* [Work to be completed]:
Out of the data below, copy every line with the string "code".

* [Extracted records]:
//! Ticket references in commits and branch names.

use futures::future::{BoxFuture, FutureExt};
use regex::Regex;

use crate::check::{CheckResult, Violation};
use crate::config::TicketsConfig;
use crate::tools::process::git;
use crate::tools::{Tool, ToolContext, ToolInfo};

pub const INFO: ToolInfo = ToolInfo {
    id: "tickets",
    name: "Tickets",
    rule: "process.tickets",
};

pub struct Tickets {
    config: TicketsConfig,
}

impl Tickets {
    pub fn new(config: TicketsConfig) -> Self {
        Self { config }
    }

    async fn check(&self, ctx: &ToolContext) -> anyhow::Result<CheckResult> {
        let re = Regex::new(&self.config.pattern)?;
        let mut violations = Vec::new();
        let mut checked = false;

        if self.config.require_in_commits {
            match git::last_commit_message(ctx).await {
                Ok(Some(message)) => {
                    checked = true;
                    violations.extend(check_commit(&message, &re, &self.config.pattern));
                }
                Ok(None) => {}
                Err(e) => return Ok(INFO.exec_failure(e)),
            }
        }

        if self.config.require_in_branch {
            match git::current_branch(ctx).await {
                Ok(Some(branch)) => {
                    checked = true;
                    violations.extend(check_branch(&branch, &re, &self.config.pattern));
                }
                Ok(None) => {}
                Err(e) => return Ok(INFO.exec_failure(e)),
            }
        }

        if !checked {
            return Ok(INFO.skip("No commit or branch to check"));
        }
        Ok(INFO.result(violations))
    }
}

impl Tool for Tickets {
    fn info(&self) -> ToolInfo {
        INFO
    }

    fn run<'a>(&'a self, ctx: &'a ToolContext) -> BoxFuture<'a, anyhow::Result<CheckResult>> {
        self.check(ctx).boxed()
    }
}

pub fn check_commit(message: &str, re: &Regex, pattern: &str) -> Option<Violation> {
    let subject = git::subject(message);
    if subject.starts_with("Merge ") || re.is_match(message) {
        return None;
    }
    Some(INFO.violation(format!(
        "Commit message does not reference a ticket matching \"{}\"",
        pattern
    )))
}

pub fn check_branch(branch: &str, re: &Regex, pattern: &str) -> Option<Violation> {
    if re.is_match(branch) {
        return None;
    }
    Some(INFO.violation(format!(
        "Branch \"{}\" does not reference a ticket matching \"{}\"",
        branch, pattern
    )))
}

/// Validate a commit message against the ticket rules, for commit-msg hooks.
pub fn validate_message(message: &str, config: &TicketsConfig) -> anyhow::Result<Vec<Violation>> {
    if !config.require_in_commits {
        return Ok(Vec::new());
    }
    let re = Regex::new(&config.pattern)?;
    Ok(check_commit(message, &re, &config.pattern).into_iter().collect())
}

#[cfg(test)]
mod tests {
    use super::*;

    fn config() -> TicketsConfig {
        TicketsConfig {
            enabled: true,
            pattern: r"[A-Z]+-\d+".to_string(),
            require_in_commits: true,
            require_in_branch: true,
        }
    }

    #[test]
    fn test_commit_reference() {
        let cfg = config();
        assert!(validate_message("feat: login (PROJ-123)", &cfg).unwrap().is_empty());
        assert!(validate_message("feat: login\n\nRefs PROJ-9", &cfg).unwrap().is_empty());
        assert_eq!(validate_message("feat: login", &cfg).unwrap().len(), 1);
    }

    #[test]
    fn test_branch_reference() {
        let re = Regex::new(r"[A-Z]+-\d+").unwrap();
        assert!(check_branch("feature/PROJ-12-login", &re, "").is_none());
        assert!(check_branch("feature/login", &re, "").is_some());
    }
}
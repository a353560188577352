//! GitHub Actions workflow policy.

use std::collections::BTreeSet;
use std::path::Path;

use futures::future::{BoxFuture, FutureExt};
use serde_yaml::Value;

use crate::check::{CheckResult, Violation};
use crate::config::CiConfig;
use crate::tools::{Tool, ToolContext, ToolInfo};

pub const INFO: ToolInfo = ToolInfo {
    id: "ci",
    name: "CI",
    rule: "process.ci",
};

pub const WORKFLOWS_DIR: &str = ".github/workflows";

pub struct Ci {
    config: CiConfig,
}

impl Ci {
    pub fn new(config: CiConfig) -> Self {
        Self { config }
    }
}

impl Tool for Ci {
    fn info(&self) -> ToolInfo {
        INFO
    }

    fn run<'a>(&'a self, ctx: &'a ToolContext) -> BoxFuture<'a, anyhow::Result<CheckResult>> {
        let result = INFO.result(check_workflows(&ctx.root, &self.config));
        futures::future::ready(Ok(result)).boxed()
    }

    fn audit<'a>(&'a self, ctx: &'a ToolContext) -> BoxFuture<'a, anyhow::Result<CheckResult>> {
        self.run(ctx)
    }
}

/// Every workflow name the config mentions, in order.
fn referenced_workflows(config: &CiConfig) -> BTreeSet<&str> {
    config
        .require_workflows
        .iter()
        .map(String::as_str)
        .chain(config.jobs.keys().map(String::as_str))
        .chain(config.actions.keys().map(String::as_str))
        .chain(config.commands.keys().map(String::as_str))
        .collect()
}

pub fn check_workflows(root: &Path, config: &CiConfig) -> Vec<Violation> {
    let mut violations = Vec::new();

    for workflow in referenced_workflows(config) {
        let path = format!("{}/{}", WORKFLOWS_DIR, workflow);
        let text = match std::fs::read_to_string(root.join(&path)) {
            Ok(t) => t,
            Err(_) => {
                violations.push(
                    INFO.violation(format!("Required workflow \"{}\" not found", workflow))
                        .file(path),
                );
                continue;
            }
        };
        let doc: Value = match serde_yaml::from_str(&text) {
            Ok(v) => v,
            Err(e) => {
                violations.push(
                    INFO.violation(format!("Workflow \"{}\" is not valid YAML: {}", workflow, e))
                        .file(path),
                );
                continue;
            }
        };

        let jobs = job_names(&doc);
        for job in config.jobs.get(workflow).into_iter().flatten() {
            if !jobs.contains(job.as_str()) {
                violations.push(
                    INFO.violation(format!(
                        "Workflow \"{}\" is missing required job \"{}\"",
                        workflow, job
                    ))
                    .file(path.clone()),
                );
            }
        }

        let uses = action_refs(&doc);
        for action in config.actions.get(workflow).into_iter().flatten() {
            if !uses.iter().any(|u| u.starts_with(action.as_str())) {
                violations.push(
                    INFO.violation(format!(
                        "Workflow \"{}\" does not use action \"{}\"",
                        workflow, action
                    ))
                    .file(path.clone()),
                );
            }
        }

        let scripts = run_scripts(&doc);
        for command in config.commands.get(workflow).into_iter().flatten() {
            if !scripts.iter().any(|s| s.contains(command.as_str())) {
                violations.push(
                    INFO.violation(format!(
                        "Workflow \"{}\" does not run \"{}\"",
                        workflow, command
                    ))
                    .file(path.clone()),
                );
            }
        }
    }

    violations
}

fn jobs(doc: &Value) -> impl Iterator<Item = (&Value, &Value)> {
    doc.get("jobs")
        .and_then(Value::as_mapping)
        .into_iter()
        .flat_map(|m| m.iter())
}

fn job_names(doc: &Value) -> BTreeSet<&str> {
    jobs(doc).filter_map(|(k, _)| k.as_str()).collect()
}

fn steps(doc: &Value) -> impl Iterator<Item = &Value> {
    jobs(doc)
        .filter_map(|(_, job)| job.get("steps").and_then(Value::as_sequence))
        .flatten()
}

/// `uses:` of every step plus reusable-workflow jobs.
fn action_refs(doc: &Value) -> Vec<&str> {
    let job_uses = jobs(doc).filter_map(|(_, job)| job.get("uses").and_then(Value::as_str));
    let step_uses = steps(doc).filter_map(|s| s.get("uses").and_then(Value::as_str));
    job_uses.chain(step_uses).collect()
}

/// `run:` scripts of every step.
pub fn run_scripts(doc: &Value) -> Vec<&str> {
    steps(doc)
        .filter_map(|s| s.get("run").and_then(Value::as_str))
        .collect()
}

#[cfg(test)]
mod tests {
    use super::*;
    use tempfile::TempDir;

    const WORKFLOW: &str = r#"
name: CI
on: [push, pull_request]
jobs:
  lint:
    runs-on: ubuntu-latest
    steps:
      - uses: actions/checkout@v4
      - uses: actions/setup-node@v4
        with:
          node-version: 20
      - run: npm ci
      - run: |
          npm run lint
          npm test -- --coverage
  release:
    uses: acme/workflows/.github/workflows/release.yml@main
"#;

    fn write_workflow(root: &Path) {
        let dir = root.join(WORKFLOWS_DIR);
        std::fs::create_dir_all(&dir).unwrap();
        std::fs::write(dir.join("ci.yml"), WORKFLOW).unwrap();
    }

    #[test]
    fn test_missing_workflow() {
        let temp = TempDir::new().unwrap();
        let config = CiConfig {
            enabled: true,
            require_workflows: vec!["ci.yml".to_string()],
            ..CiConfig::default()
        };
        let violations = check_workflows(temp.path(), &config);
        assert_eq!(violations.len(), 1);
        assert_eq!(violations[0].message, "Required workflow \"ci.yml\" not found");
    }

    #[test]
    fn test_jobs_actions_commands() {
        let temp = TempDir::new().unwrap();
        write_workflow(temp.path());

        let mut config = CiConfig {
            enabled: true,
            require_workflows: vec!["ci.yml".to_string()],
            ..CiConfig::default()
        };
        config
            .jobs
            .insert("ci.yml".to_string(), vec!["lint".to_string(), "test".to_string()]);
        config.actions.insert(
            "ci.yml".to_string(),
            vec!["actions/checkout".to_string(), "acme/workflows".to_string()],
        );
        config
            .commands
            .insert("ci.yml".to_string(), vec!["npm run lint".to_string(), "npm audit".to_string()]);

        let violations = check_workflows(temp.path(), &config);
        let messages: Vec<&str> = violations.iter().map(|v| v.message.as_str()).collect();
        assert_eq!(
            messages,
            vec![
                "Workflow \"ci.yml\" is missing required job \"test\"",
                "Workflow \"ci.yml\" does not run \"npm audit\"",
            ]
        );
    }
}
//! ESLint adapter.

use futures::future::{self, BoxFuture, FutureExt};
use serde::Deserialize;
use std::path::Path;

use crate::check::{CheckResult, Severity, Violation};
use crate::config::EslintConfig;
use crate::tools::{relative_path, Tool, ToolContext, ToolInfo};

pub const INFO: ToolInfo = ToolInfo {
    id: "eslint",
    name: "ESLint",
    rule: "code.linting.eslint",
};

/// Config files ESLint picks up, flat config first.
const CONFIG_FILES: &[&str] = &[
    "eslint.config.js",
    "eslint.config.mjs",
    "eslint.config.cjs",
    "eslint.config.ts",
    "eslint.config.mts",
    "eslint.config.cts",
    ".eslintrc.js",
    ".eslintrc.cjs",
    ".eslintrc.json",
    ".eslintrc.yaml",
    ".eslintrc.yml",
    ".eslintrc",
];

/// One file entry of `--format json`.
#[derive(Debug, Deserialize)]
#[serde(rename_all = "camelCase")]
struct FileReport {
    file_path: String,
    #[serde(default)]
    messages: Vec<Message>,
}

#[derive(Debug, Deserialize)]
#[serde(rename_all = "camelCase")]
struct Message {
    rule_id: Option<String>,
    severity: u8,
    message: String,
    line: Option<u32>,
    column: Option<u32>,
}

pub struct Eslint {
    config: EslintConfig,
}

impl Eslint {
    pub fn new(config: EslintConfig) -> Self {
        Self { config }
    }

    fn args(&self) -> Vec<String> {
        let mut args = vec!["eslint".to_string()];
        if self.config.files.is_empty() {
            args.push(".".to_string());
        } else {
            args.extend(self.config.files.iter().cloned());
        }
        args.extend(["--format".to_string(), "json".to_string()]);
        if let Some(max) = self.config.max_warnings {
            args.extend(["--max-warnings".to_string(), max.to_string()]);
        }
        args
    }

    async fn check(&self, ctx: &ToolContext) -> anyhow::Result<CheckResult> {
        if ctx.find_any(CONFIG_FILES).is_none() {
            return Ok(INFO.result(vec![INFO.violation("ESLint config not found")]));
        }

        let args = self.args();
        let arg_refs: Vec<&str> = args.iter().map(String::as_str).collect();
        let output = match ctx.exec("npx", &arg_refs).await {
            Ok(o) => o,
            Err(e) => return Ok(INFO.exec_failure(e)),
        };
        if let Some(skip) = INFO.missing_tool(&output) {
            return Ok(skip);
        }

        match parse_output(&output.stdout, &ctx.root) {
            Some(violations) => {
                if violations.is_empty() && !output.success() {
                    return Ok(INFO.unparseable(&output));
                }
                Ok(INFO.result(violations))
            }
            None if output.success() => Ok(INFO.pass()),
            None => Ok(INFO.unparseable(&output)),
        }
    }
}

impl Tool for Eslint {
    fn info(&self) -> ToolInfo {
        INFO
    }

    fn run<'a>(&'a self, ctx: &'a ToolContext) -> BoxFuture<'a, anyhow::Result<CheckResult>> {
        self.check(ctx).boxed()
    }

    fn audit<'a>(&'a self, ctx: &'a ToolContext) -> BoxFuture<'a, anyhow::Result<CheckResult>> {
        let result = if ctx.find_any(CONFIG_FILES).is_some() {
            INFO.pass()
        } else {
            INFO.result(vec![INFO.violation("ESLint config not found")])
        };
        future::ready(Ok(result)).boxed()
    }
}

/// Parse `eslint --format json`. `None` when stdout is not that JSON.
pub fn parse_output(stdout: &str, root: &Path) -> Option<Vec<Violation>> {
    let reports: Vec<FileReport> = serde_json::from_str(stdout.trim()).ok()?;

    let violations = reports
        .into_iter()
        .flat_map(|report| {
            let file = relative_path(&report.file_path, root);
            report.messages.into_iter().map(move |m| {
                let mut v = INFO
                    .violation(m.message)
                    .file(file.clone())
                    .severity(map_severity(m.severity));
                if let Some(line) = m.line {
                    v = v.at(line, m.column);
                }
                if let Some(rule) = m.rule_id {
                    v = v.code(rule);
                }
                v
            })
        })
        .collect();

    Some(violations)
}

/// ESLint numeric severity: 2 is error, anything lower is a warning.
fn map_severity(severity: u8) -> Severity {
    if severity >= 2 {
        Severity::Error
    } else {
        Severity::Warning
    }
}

* [Task answer]:
    rule: "code.linting.eslint",
                    v = v.code(rule);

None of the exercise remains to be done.